Could be a couple of thing first make sure you are using the correct spine for the length, and point weight. Second in my experience of tuning these types of bows they need to be shot slightly left of center for a right hand bow. Hope this helped.


----------



## norton850 (Feb 4, 2010)

You think this would hold true even with a target recurve riser like an SF Forgerd etc.

This seems kind of crazy if you can not line up the rest and the arrow squarely and the sight properly line up on a $450 riser.

So if you start out with a target riser and make it into a hunting traditional , sights and rest combinations will probably be a lot easier to mount, Like a hoyt excell or sf riser


----------



## Daniel L (Nov 23, 2013)

If you are shooting quite far right and the sight is maxed out on windage, it's probably not the bow. 

As mentioned above, you need to start with the correct arrow spine and centershot setting. Feel free to post some specs of the bow, arrows and your draw length and we can give some idea. 

If you have access to another bow at a club, shoot that and compare groups. 

And even if the spine is correct, your head/eye alignment with the shaft / sight can be off, since on recurves you don't look through a peep sight in the string. Or you are hand torquing the bow without knowing it. 

But to answer your original question... I've used the basic NAP Centerest (non flipper) but nowadays use the Springy rest. 

For sights, I played with a basic beginners Cartel sight and the SRF sight from 3 Rivers. 

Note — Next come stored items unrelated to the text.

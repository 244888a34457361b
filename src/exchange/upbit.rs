//! Upbit REST client
//!
//! Covers what the trading loop needs from Upbit:
//! - Paged candle history (minutes, days, weeks)
//! - Tickers and the market list for universe selection
//! - Account balance and market orders (JWT-authenticated)
//!
//! Every request goes through a shared token bucket. HTTP 429 is retried
//! exactly once after a short pause; anything else is surfaced to the caller.

use chrono::{DateTime, NaiveDateTime, Utc};
use reqwest::{Client, RequestBuilder, StatusCode};
use serde::de::DeserializeOwned;
use serde::Deserialize;
use std::time::Duration;
use tokio::time::sleep;
use tracing::{debug, error, warn};

use super::auth::Credentials;
use super::rate_limiter::{RateLimiter, RateLimiterConfig};
use super::{Exchange, ExchangeError, OrderAck, OrderRequest, Ticker, Timeframe};
use crate::{Candle, Symbol};

pub const API_BASE_URL: &str = "https://api.upbit.com/v1";

/// Upbit returns at most 200 candles per request
const CANDLE_PAGE_SIZE: usize = 200;

/// Client configuration
#[derive(Debug, Clone)]
pub struct ClientConfig {
    pub base_url: String,
    /// Timeout for market data and account requests
    pub timeout: Duration,
    pub order_timeout: Duration,
    pub rate_limiter: RateLimiterConfig,
    /// Pause before the single 429 retry
    pub retry_delay: Duration,
    /// Pause between candle pages
    pub page_delay: Duration,
    pub quote_currency: String,
}

impl Default for ClientConfig {
    fn default() -> Self {
        Self {
            base_url: API_BASE_URL.to_string(),
            timeout: Duration::from_secs(5),
            order_timeout: Duration::from_secs(10),
            rate_limiter: RateLimiterConfig::default(),
            retry_delay: Duration::from_millis(500),
            page_delay: Duration::from_millis(100),
            quote_currency: "KRW".to_string(),
        }
    }
}

impl ClientConfig {
    pub fn with_base_url(mut self, url: impl Into<String>) -> Self {
        self.base_url = url.into();
        self
    }

    pub fn with_timeout(mut self, timeout: Duration) -> Self {
        self.timeout = timeout;
        self
    }

    pub fn with_order_timeout(mut self, timeout: Duration) -> Self {
        self.order_timeout = timeout;
        self
    }

    /// Set rate limit (requests per second)
    pub fn with_rate_limit(mut self, requests_per_second: usize) -> Self {
        self.rate_limiter = self.rate_limiter.with_rate(requests_per_second);
        self
    }

    pub fn with_quote_currency(mut self, quote: impl Into<String>) -> Self {
        self.quote_currency = quote.into();
        self
    }
}

// ==================== WIRE TYPES ====================

#[derive(Debug, Deserialize)]
struct UpbitCandle {
    candle_date_time_utc: String,
    opening_price: f64,
    high_price: f64,
    low_price: f64,
    trade_price: f64,
    candle_acc_trade_volume: f64,
    #[serde(default)]
    candle_acc_trade_price: f64,
}

impl UpbitCandle {
    fn into_candle(self) -> Option<Candle> {
        let datetime =
            NaiveDateTime::parse_from_str(&self.candle_date_time_utc, "%Y-%m-%dT%H:%M:%S")
                .ok()?
                .and_utc();
        let candle = Candle::new_unchecked(
            datetime,
            self.opening_price,
            self.high_price,
            self.low_price,
            self.trade_price,
            self.candle_acc_trade_volume,
        )
        .with_turnover(self.candle_acc_trade_price);
        candle.is_valid().then_some(candle)
    }
}

#[derive(Debug, Deserialize)]
struct UpbitTicker {
    market: String,
    trade_price: f64,
    acc_trade_price_24h: f64,
    #[serde(default)]
    signed_change_rate: f64,
}

#[derive(Debug, Deserialize)]
struct UpbitMarket {
    market: String,
}

#[derive(Debug, Deserialize)]
struct UpbitAccount {
    currency: String,
    balance: String,
}

fn candle_path(timeframe: Timeframe) -> String {
    match timeframe {
        Timeframe::Day => "candles/days".to_string(),
        Timeframe::Week => "candles/weeks".to_string(),
        other => format!("candles/minutes/{}", other.minutes().unwrap_or(1)),
    }
}

/// Upbit exchange client
#[derive(Clone)]
pub struct UpbitClient {
    credentials: Credentials,
    http_client: Client,
    rate_limiter: RateLimiter,
    config: ClientConfig,
}

impl UpbitClient {
    pub fn new(credentials: Credentials, config: ClientConfig) -> Result<Self, ExchangeError> {
        let http_client = Client::builder()
            .timeout(config.timeout)
            .pool_max_idle_per_host(10)
            .pool_idle_timeout(Duration::from_secs(90))
            .build()?;

        Ok(Self {
            credentials,
            http_client,
            rate_limiter: RateLimiter::new(config.rate_limiter.clone()),
            config,
        })
    }

    /// Public-data client; private endpoints will fail with `MissingCredentials`
    pub fn public(config: ClientConfig) -> Result<Self, ExchangeError> {
        Self::new(Credentials::default(), config)
    }

    fn url(&self, path: &str) -> String {
        format!("{}/{}", self.config.base_url.trim_end_matches('/'), path)
    }

    /// Send with rate limiting, retrying once on HTTP 429
    async fn execute_with_retry<F>(&self, build: F) -> Result<String, ExchangeError>
    where
        F: Fn() -> Result<RequestBuilder, ExchangeError>,
    {
        self.rate_limiter.acquire().await;
        let mut response = build()?.send().await?;

        if response.status() == StatusCode::TOO_MANY_REQUESTS {
            debug!(
                "Rate limited, retrying after {}ms",
                self.config.retry_delay.as_millis()
            );
            sleep(self.config.retry_delay).await;
            self.rate_limiter.acquire().await;
            response = build()?.send().await?;
            if response.status() == StatusCode::TOO_MANY_REQUESTS {
                return Err(ExchangeError::RateLimited);
            }
        }

        let status = response.status();
        let text = response.text().await?;
        if !status.is_success() {
            return Err(ExchangeError::Api {
                status: status.as_u16(),
                body: text,
            });
        }
        Ok(text)
    }

    async fn get_public<T: DeserializeOwned>(
        &self,
        path: &str,
        params: &[(&str, String)],
    ) -> Result<T, ExchangeError> {
        let url = self.url(path);
        let text = self
            .execute_with_retry(|| Ok(self.http_client.get(&url).query(params)))
            .await?;
        Ok(serde_json::from_str(&text)?)
    }

    // ==================== PUBLIC ENDPOINTS ====================

    /// One page of candles ending before `to`, newest first
    async fn candle_page(
        &self,
        symbol: &Symbol,
        timeframe: Timeframe,
        to: DateTime<Utc>,
        count: usize,
    ) -> Result<Vec<Candle>, ExchangeError> {
        let params = [
            ("market", symbol.to_string()),
            ("count", count.to_string()),
            ("to", to.format("%Y-%m-%dT%H:%M:%SZ").to_string()),
        ];
        let raw: Vec<UpbitCandle> = self.get_public(&candle_path(timeframe), &params).await?;
        Ok(raw.into_iter().filter_map(UpbitCandle::into_candle).collect())
    }

    /// Candle history between `start` and `end`, oldest first
    pub async fn get_candles(
        &self,
        symbol: &Symbol,
        timeframe: Timeframe,
        start: DateTime<Utc>,
        end: DateTime<Utc>,
    ) -> Result<Vec<Candle>, ExchangeError> {
        if end <= start {
            return Ok(vec![]);
        }

        let span = (end - start).num_seconds().max(0) as usize;
        let expected = span / timeframe.duration().num_seconds().max(1) as usize + 1;
        let max_pages = expected / CANDLE_PAGE_SIZE + 2;

        let mut all: Vec<Candle> = Vec::with_capacity(expected.min(4 * CANDLE_PAGE_SIZE));
        // `to` is exclusive on Upbit; step one second past the end candle
        let mut to = end + chrono::Duration::seconds(1);

        for page_no in 0..max_pages {
            if page_no > 0 {
                sleep(self.config.page_delay).await;
            }
            let page = self
                .candle_page(symbol, timeframe, to, CANDLE_PAGE_SIZE)
                .await?;
            let page_len = page.len();
            let oldest = match page.iter().map(|c| c.datetime).min() {
                Some(t) => t,
                None => break,
            };
            all.extend(page);
            if oldest <= start || page_len < CANDLE_PAGE_SIZE {
                break;
            }
            to = oldest;
        }

        all.retain(|c| c.datetime >= start && c.datetime <= end);
        all.sort_by_key(|c| c.datetime);
        all.dedup_by_key(|c| c.datetime);
        Ok(all)
    }

    pub async fn get_tickers(&self, symbols: &[Symbol]) -> Result<Vec<Ticker>, ExchangeError> {
        if symbols.is_empty() {
            return Ok(vec![]);
        }
        let markets = symbols
            .iter()
            .map(Symbol::as_str)
            .collect::<Vec<_>>()
            .join(",");
        let raw: Vec<UpbitTicker> = self.get_public("ticker", &[("markets", markets)]).await?;
        Ok(raw
            .into_iter()
            .map(|t| Ticker {
                symbol: Symbol::new(&t.market),
                trade_price: t.trade_price,
                acc_trade_price_24h: t.acc_trade_price_24h,
                signed_change_rate: t.signed_change_rate,
            })
            .collect())
    }

    pub async fn get_markets(&self) -> Result<Vec<Symbol>, ExchangeError> {
        let raw: Vec<UpbitMarket> = self
            .get_public("market/all", &[("isDetails", "false".to_string())])
            .await?;
        let prefix = format!("{}-", self.config.quote_currency);
        Ok(raw
            .into_iter()
            .filter(|m| m.market.starts_with(&prefix))
            .map(|m| Symbol::new(m.market))
            .collect())
    }

    // ==================== AUTHENTICATED ENDPOINTS ====================

    pub async fn get_account_balance(&self, currency: &str) -> Result<f64, ExchangeError> {
        let url = self.url("accounts");
        let text = self
            .execute_with_retry(|| {
                let auth = self.credentials.authorization(&[])?;
                Ok(self.http_client.get(&url).header("Authorization", auth))
            })
            .await?;
        let accounts: Vec<UpbitAccount> = serde_json::from_str(&text)?;
        Ok(accounts
            .iter()
            .find(|a| a.currency == currency)
            .and_then(|a| a.balance.parse().ok())
            .unwrap_or(0.0))
    }

    pub async fn submit_order(&self, order: &OrderRequest) -> Result<OrderAck, ExchangeError> {
        order.validate()?;
        let params = order.params();
        let body: serde_json::Map<String, serde_json::Value> = params
            .iter()
            .map(|(k, v)| (k.to_string(), serde_json::Value::String(v.clone())))
            .collect();
        let url = self.url("orders");

        let text = self
            .execute_with_retry(|| {
                let auth = self.credentials.authorization(&params)?;
                Ok(self
                    .http_client
                    .post(&url)
                    .timeout(self.config.order_timeout)
                    .header("Authorization", auth)
                    .json(&body))
            })
            .await?;
        Ok(serde_json::from_str(&text)?)
    }
}

#[async_trait::async_trait]
impl Exchange for UpbitClient {
    async fn fetch_candles(
        &self,
        symbol: &Symbol,
        timeframe: Timeframe,
        start: DateTime<Utc>,
        end: DateTime<Utc>,
    ) -> Vec<Candle> {
        match self.get_candles(symbol, timeframe, start, end).await {
            Ok(candles) => candles,
            Err(e) => {
                error!("Candle fetch failed for {} ({}): {}", symbol, timeframe, e);
                vec![]
            }
        }
    }

    async fn get_current_price(&self, symbol: &Symbol) -> f64 {
        match self.get_tickers(std::slice::from_ref(symbol)).await {
            Ok(tickers) => tickers.first().map(|t| t.trade_price).unwrap_or(0.0),
            Err(e) => {
                error!("Failed to get price for {}: {}", symbol, e);
                0.0
            }
        }
    }

    async fn get_balance(&self) -> f64 {
        match self.get_account_balance(&self.config.quote_currency).await {
            Ok(balance) => balance,
            Err(e) => {
                error!(
                    "Failed to get balance for {}: {}",
                    self.config.quote_currency, e
                );
                0.0
            }
        }
    }

    async fn place_order(&self, order: &OrderRequest) -> Result<OrderAck, ExchangeError> {
        self.submit_order(order).await
    }

    async fn quote_markets(&self) -> Vec<Symbol> {
        match self.get_markets().await {
            Ok(markets) => markets,
            Err(e) => {
                error!("Failed to fetch market list: {}", e);
                vec![]
            }
        }
    }

    async fn tickers(&self, symbols: &[Symbol]) -> Vec<Ticker> {
        match self.get_tickers(symbols).await {
            Ok(tickers) => tickers,
            Err(e) => {
                warn!("Ticker fetch failed for {} markets: {}", symbols.len(), e);
                vec![]
            }
        }
    }
}
//! Fibonacci Morning configuration

use anyhow::{ensure, Result};
use chrono::NaiveTime;
use serde::{Deserialize, Serialize};

#[derive(Debug, Clone, Serialize, Deserialize)]
#[serde(default)]
pub struct FibonacciMorningConfig {
    pub enabled: bool,

    /// Local time the anchor candle opens, `HH:MM` (default: "09:00")
    pub anchor_time: String,

    /// Local trading window, inclusive, `HH:MM`
    pub window_start: String,
    pub window_end: String,

    /// Minimum anchor impulse, open to high (default: 0.03)
    pub min_impulse: f64,

    /// Buy zone between these retracements of the anchor range
    pub shallow_level: f64,
    pub deep_level: f64,

    /// Reported with the signal, not used for the entry decision
    pub golden_level: f64,

    pub sma_fast: usize,
    pub sma_mid: usize,
    pub sma_slow: usize,
    pub daily_lookback_days: i64,

    /// Require the current candle's volume to dry up against the anchor
    pub volume_dry_up: bool,
    pub dry_up_ratio: f64,
}

impl Default for FibonacciMorningConfig {
    fn default() -> Self {
        Self {
            enabled: true,
            anchor_time: "09:00".to_string(),
            window_start: "09:00".to_string(),
            window_end: "12:05".to_string(),
            min_impulse: 0.03,
            shallow_level: 0.382,
            deep_level: 0.5,
            golden_level: 0.618,
            sma_fast: 5,
            sma_mid: 10,
            sma_slow: 20,
            daily_lookback_days: 40,
            volume_dry_up: true,
            dry_up_ratio: 0.3,
        }
    }
}

pub(crate) fn parse_hhmm(value: &str) -> Option<NaiveTime> {
    NaiveTime::parse_from_str(value, "%H:%M").ok()
}

impl FibonacciMorningConfig {
    pub fn anchor(&self) -> Option<NaiveTime> {
        parse_hhmm(&self.anchor_time)
    }

    pub fn window(&self) -> Option<(NaiveTime, NaiveTime)> {
        Some((parse_hhmm(&self.window_start)?, parse_hhmm(&self.window_end)?))
    }

    /// Checks the time strings parse
    pub fn validate(&self) -> Result<()> {
        for (name, value) in [
            ("anchor_time", &self.anchor_time),
            ("window_start", &self.window_start),
            ("window_end", &self.window_end),
        ] {
            ensure!(
                parse_hhmm(value).is_some(),
                "strategies.fibonacci.{} must be HH:MM, got {:?}",
                name,
                value
            );
        }
        ensure!(
            (0.0..=1.0).contains(&self.dry_up_ratio),
            "strategies.fibonacci.dry_up_ratio must be in [0, 1]"
        );
        Ok(())
    }
}

#[cfg(test)]
mod tests {
    use super::*;

    #[test]
    fn test_time_parsing() {
        let config = FibonacciMorningConfig::default();
        assert_eq!(config.anchor(), NaiveTime::from_hms_opt(9, 0, 0));
        let (start, end) = config.window().unwrap();
        assert_eq!(end, NaiveTime::from_hms_opt(12, 5, 0).unwrap());
        assert!(start < end);

        let bad = FibonacciMorningConfig {
            window_end: "noon".to_string(),
            ..FibonacciMorningConfig::default()
        };
        let err = bad.validate().unwrap_err();
        assert!(err.to_string().contains("window_end"));
        assert!(config.validate().is_ok());
    }
}
//! Volatility Breakout Strategy
//!
//! Entry: short-timeframe close at or above `today_open + k * yesterday_range`
//!
//! Filters:
//! - Regime must be BULL and the scanner must report an active trend
//! - Mid-timeframe close above its SMA, short-timeframe close above its SMA
//! - Close riding the upper Bollinger band
//! - No chasing: close within `max_chase` of the target and RSI not overheated
//!
//! Exits are handled by the engine with a trailing stop.

use chrono::Duration;
use tracing::debug;

use crate::exchange::{Exchange, Timeframe};
use crate::indicators::{bollinger_bands, last, rsi, sma};
use crate::scanner::ScanStatus;
use crate::strategies::SignalInput;
use crate::{Candle, RegimeType, Signal, Symbol};

use super::config::VolatilityBreakoutConfig;

/// `today.open + k * (yesterday.high - yesterday.low)`, with the last two
/// daily candles as yesterday and today. Returns `(target, range)`.
pub fn breakout_target(daily: &[Candle], k: f64) -> Option<(f64, f64)> {
    if daily.len() < 2 {
        return None;
    }
    let yesterday = &daily[daily.len() - 2];
    let today = &daily[daily.len() - 1];
    let range = yesterday.range();
    Some((today.open + k * range, range))
}

#[derive(Debug, Clone, Default)]
pub struct VolatilityBreakoutStrategy {
    config: VolatilityBreakoutConfig,
}

impl VolatilityBreakoutStrategy {
    pub fn new(config: VolatilityBreakoutConfig) -> Self {
        Self { config }
    }

    pub fn config(&self) -> &VolatilityBreakoutConfig {
        &self.config
    }

    pub async fn check_signal<E: Exchange + ?Sized>(
        &self,
        input: &SignalInput<'_>,
        exchange: &E,
    ) -> Option<Signal> {
        // Cheap gates before any fetch
        if input.regime != RegimeType::Bull || input.scan_status != ScanStatus::TrendActive {
            return None;
        }
        let cfg = &self.config;

        let mid = exchange
            .fetch_candles(
                input.symbol,
                input.mid_tf,
                input.now - Duration::hours(cfg.mid_lookback_hours),
                input.now,
            )
            .await;
        let daily = exchange
            .fetch_candles(
                input.symbol,
                Timeframe::Day,
                input.now - Duration::days(cfg.daily_lookback_days),
                input.now,
            )
            .await;
        let short = input
            .short_series(exchange, cfg.short_lookback_minutes)
            .await;

        self.evaluate(
            input.symbol,
            &short,
            &mid,
            &daily,
            input.regime,
            input.scan_status,
        )
    }

    pub fn evaluate(
        &self,
        symbol: &Symbol,
        short: &[Candle],
        mid: &[Candle],
        daily: &[Candle],
        regime: RegimeType,
        scan_status: ScanStatus,
    ) -> Option<Signal> {
        let cfg = &self.config;
        if regime != RegimeType::Bull || scan_status != ScanStatus::TrendActive {
            return None;
        }

        // Mid-timeframe trend
        if mid.len() < cfg.mid_sma_period {
            return None;
        }
        let mid_closes: Vec<f64> = mid.iter().map(|c| c.close).collect();
        let mid_sma = last(&sma(&mid_closes, cfg.mid_sma_period))?;
        if *mid_closes.last()? < mid_sma {
            return None;
        }

        let (target, range) = breakout_target(daily, cfg.k)?;

        // Short-timeframe trend and band ride
        if short.len() < cfg.short_sma_period {
            return None;
        }
        let closes: Vec<f64> = short.iter().map(|c| c.close).collect();
        let close = *closes.last()?;
        let short_sma = last(&sma(&closes, cfg.short_sma_period))?;
        if close < short_sma {
            return None;
        }
        let (upper, _, _) = bollinger_bands(&closes, cfg.bb_period, cfg.bb_std);
        if close < last(&upper)? * cfg.bb_upper_tolerance {
            return None;
        }

        if close < target {
            return None;
        }
        if close > target * cfg.max_chase {
            debug!("{} breakout too extended: {:.2} vs target {:.2}", symbol, close, target);
            return None;
        }
        let rsi_value = last(&rsi(&closes, cfg.rsi_period))?;
        if rsi_value > cfg.max_rsi {
            debug!("{} breakout RSI {:.1} overheated", symbol, rsi_value);
            return None;
        }

        Some(Signal::buy(
            symbol.clone(),
            close,
            format!(
                "VBS: Target {:.2} breached (range {:.2}, k {})",
                target, range, cfg.k
            ),
        ))
    }
}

But just wanted to make sure you are ticking off other things before you blame the rest / sight.


----------



## Jim Casto Jr (Aug 20, 2002)

I'd suggest you have alignment problems. I don't know whether it's the rest, your form or both.


----------



## j.conner (Nov 12, 2009)

And the rest is a capture rest for compounds. Finger shot arrows require something to push against horizontally, so they flex and then bend around the riser. You would use the NAP Centerest or Centerest Flipper.


----------



## norton850 (Feb 4, 2010)

put an old micro adjust blade target rest and with everything centered it shoots fine now


----------